パリ協定の批准が間に合わないらしい 

バスに乗り遅れるな、っていうのはよく言われるけど、何でもかんでも乗り遅れるなっていうわけではないらしい。
2020年以降の地球温暖化対策のための世界的合意「パリ協定」が11月4日に発効すると、国連が5日(水)に発表した。という記事を金曜日に読んだ。最初はたいして興味がなかったんだけど、同じ日の特集面の記事を読んで変わった。

新聞によると、地球温暖化防止の国際的枠組みとして、去年末に採択されたパリ協定。55カ国以上の批准、批准国の温室効果ガス排出量が世界の総量の55%以上を占める、という発効条件を今月5日に満たしたという。(5日時点で、73カ国が批准)
世界の温室効果ガス排出量を、今世紀後半に実質ゼロにし、産業革命前からの気温上昇幅を2度未満(できれば1.5度)に抑えることを目指す。京都議定書と大きく異なる点は、ガスの削減義務を先進国だけに課すのではなく、途上国を含めた196カ国・地域全てに拡大したこと。国別削減目標値は、各国が自ら決定、2020年以降5年ごとに見直す。見直す際は、見直し前の目標よりも高い目標を掲げなければならない。
削減目標の達成は義務ではない。けど、5年ごとの見直し、国連への提出は義務で、削減の進捗状況を国連へ報告、検証を受けることも決定。


パリ協定の第1回締約国会議は、11月7日から開かれる。正式メンバーは、10月19日(会議の最終日から30日前)までに批准した国のみになる。
批准してない国は、決定権のないオブザーバー資格での参加になるという。NPOと大差ない扱いだそうだ。

日本は、まだ批准してない。11日に批准案を閣議決定する予定で、それから国会に提出され、承認と批准手続きの審理が始まる。審議を急ぐために、TPP審議の本格化する衆院からでなく、参議院から審議を始めるそうだけど、批准の手続きの締め切り10月19日(水)には、間に合いそうもないらしい。

9月に、2大排出国のアメリカと中国が共同で批准を発表したことで年内発効の公算が大きくなり、インドが2日に批准手続き完了を発表、EUは5日国連に批准書を提出したという。
4月に協定に署名してから、日本は何してたんだろう。こんなに早く事が進むとは思ってなかったのかな。
TPPの論議の時、交渉参加に間に合わなければ不利な条件になってしまうから、とにかく早く交渉に参加を、という言い方をよく聞いたような覚えがあるけど、こっちの方はのんびりしてたのかな。
このままいくと、第1回の会議にはオブザーバー参加になる。毎日新聞の記事によると、日本が交渉で不利になるのは明らかだそうだ。
対照的に、産経ニュースには「前のめりの批准は疑問だ」という主張が載ってた。国内にもいろんな意見があるみたいだ。
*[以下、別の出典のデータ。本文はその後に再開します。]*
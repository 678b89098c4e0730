use async_trait::async_trait;
use postboard_core::{ApiConfig, Error, Post, PostSource, Resource, Result, User};
use reqwest::Client;
use serde::de::DeserializeOwned;

/// Source reading both collections from a JSON REST API.
pub struct HttpSource {
    /// HTTP client for API requests.
    client: Client,
    /// Full URL of the posts collection.
    posts_url: String,
    /// Full URL of the users collection.
    users_url: String,
}

impl HttpSource {
    /// Creates a source for the endpoints described by `api`.
    ///
    /// # Errors
    ///
    /// Returns an error if the HTTP client cannot be built.
    pub fn new(api: &ApiConfig) -> Result<Self> {
        let mut builder = Client::builder();
        if let Some(timeout) = api.timeout() {
            builder = builder.timeout(timeout);
        }
        let client = builder.build()?;
        Ok(Self {
            client,
            posts_url: api.posts_url(),
            users_url: api.users_url(),
        })
    }

    /// URL the posts are read from
    pub fn posts_url(&self) -> &str {
        &self.posts_url
    }

    /// URL the users are read from
    pub fn users_url(&self) -> &str {
        &self.users_url
    }

    /// GETs `url` and decodes the body as a JSON array of `T`.
    async fn fetch_collection<T: DeserializeOwned>(
        &self,
        resource: Resource,
        url: &str,
    ) -> Result<Vec<T>> {
        tracing::info!("Fetching {} from {url}", resource.label());

        let response = self
            .client
            .get(url)
            .send()
            .await
            .map_err(|err| Error::load_failure(resource, err))?;

        let status = response.status();
        if !status.is_success() {
            return Err(Error::load_failure(
                resource,
                format!("server answered {status}"),
            ));
        }

        let records: Vec<T> = response
            .json()
            .await
            .map_err(|err| Error::load_failure(resource, err))?;

        tracing::info!("Fetched {} {}", records.len(), resource.label());
        Ok(records)
    }
}

#[async_trait]
impl PostSource for HttpSource {
    fn name(&self) -> &str {
        "http"
    }

    async fn fetch_posts(&self) -> Result<Vec<Post>> {
        self.fetch_collection(Resource::Posts, &self.posts_url)
            .await
    }

    async fn fetch_users(&self) -> Result<Vec<User>> {
        self.fetch_collection(Resource::Users, &self.users_url)
            .await
    }
}
use crossterm::event::{self, Event, KeyCode, KeyEvent, KeyModifiers};
use std::collections::VecDeque;
use std::io;
use std::time::Duration;

/// Abstraction over the input event source used by the TUI.
///
/// Implementations must mirror crossterm's semantics:
/// - `poll(timeout)` waits up to timeout for an event and returns whether one is available.
/// - `read()` blocks until an event is available and returns it.
pub trait InputEventSource: Send {
    /// Wait up to `timeout` for an event to become available.
    ///
    /// # Errors
    /// Returns an error if the event polling operation fails.
    fn poll(&mut self, timeout: Duration) -> io::Result<bool>;

    /// Block until an input `Event` is available and return it.
    ///
    /// # Errors
    /// Returns an error if reading the event fails.
    fn read(&mut self) -> io::Result<Event>;
}

/// Default event source backed by crossterm.
pub struct CrosstermEventSource;

impl InputEventSource for CrosstermEventSource {
    fn poll(&mut self, timeout: Duration) -> io::Result<bool> {
        event::poll(timeout)
    }

    fn read(&mut self) -> io::Result<Event> {
        event::read()
    }
}

/// Event source that replays a fixed queue of events.
///
/// `poll` reports whether anything is left and never waits, so a loop
/// driven by it ends once the queue runs dry and a quit key is queued last.
#[derive(Debug, Default)]
pub struct ScriptedEventSource {
    events: VecDeque<Event>,
}

impl ScriptedEventSource {
    /// Creates a source replaying `events` in order
    pub fn new(events: impl IntoIterator<Item = Event>) -> Self {
        Self {
            events: events.into_iter().collect(),
        }
    }

    /// Key press event for `code` with no modifiers
    pub fn key(code: KeyCode) -> Event {
        Event::Key(KeyEvent::new(code, KeyModifiers::NONE))
    }

    /// Key press event for `Ctrl+<letter>`
    pub fn ctrl(letter: char) -> Event {
        Event::Key(KeyEvent::new(KeyCode::Char(letter), KeyModifiers::CONTROL))
    }

    /// One key press per character of `text`
    pub fn typed(text: &str) -> Vec<Event> {
        text.chars().map(|ch| Self::key(KeyCode::Char(ch))).collect()
    }

    /// Events not consumed yet
    pub fn remaining(&self) -> usize {
        self.events.len()
    }
}

impl InputEventSource for ScriptedEventSource {
    fn poll(&mut self, _timeout: Duration) -> io::Result<bool> {
        Ok(!self.events.is_empty())
    }

    fn read(&mut self) -> io::Result<Event> {
        self.events
            .pop_front()
            .ok_or_else(|| io::Error::new(io::ErrorKind::UnexpectedEof, "no scripted events left"))
    }
}
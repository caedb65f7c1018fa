use lru::LruCache;
use std::num::NonZeroUsize;
use std::time::{Duration, Instant};

#[derive(Debug)]
struct CacheEntry {
    value: Vec<u8>,
    expires_at: Instant,
}

#[derive(Debug, PartialEq, Eq)]
pub(crate) enum Lookup {
    Hit(Vec<u8>),
    Expired,
    Miss,
}

/// Entry bookkeeping behind the cache lock: TTL per entry, plus bounds on
/// entry count and on key + value bytes. When a bound is hit the least
/// recently inserted entries are dropped first.
pub(crate) struct EntryCache {
    entries: LruCache<Vec<u8>, CacheEntry>,
    bytes: usize,
    max_bytes: usize,
    ttl: Duration,
}

impl EntryCache {
    pub(crate) fn new(max_entries: usize, max_bytes: usize, ttl: Duration) -> Self {
        Self {
            entries: LruCache::new(NonZeroUsize::new(max_entries).unwrap_or(NonZeroUsize::MIN)),
            bytes: 0,
            max_bytes,
            ttl,
        }
    }

    /// Read-only probe; does not touch recency so it can run under a read lock.
    pub(crate) fn lookup(&self, key: &[u8], now: Instant) -> Lookup {
        match self.entries.peek(key) {
            Some(entry) if entry.expires_at > now => Lookup::Hit(entry.value.clone()),
            Some(_) => Lookup::Expired,
            None => Lookup::Miss,
        }
    }

    /// Stores `value` and returns how many other entries were evicted, or
    /// `None` when the entry alone exceeds the byte bound. An oversized value
    /// still drops any older copy of the key.
    pub(crate) fn insert(&mut self, key: &[u8], value: &[u8], now: Instant) -> Option<usize> {
        self.remove(key);
        let size = key.len() + value.len();
        if size > self.max_bytes {
            return None;
        }

        let mut evicted = 0;
        let entry = CacheEntry {
            value: value.to_vec(),
            expires_at: now + self.ttl,
        };
        if let Some((old_key, old)) = self.entries.push(key.to_vec(), entry) {
            self.bytes -= old_key.len() + old.value.len();
            evicted += 1;
        }
        self.bytes += size;

        while self.bytes > self.max_bytes {
            match self.entries.pop_lru() {
                Some((old_key, old)) => {
                    self.bytes -= old_key.len() + old.value.len();
                    evicted += 1;
                }
                None => break,
            }
        }
        Some(evicted)
    }

    pub(crate) fn remove(&mut self, key: &[u8]) -> bool {
        match self.entries.pop(key) {
            Some(old) => {
                self.bytes -= key.len() + old.value.len();
                true
            }
            None => false,
        }
    }

    /// Removes `key` only if it is still expired at `now`; a fresh value
    /// written since the caller's lookup is kept.
    pub(crate) fn remove_expired(&mut self, key: &[u8], now: Instant) -> bool {
        let expired = matches!(self.entries.peek(key), Some(entry) if entry.expires_at <= now);
        expired && self.remove(key)
    }

    pub(crate) fn clear(&mut self) {
        self.entries.clear();
        self.bytes = 0;
    }

    pub(crate) fn len(&self) -> usize {
        self.entries.len()
    }

    pub(crate) fn bytes(&self) -> usize {
        self.bytes
    }
}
排出ガスについては、以前は先進国と途上国の間の対立に焦点が当たってたような覚えがあるけど、パリ協定では、その垣根を取っ払った。そのこと自体がすごいことだという。世界各国で異常気象が増えて、実際に温暖化の影響を肌で感じるようになり人々の意識が変わってきたこと、温暖化対策が経済の負担ではなく、むしろ、新たな経済チャンスとして認識されるようになってきたことが、根底にあるという。
それでも、産経の主張にあるように、課題もまだまだ多いんだろうと思う。
ただ、アメリカと中国が共同で批准を発表したことや、それを見てインドが批准を急いだことなどをみれば、温暖化を止めるという大きな話は当然として、なんだか大きなお金の流れもこっちにのっかてる感じがして、このバスには乗り遅れちゃいけないんじゃないかと思ってしまう。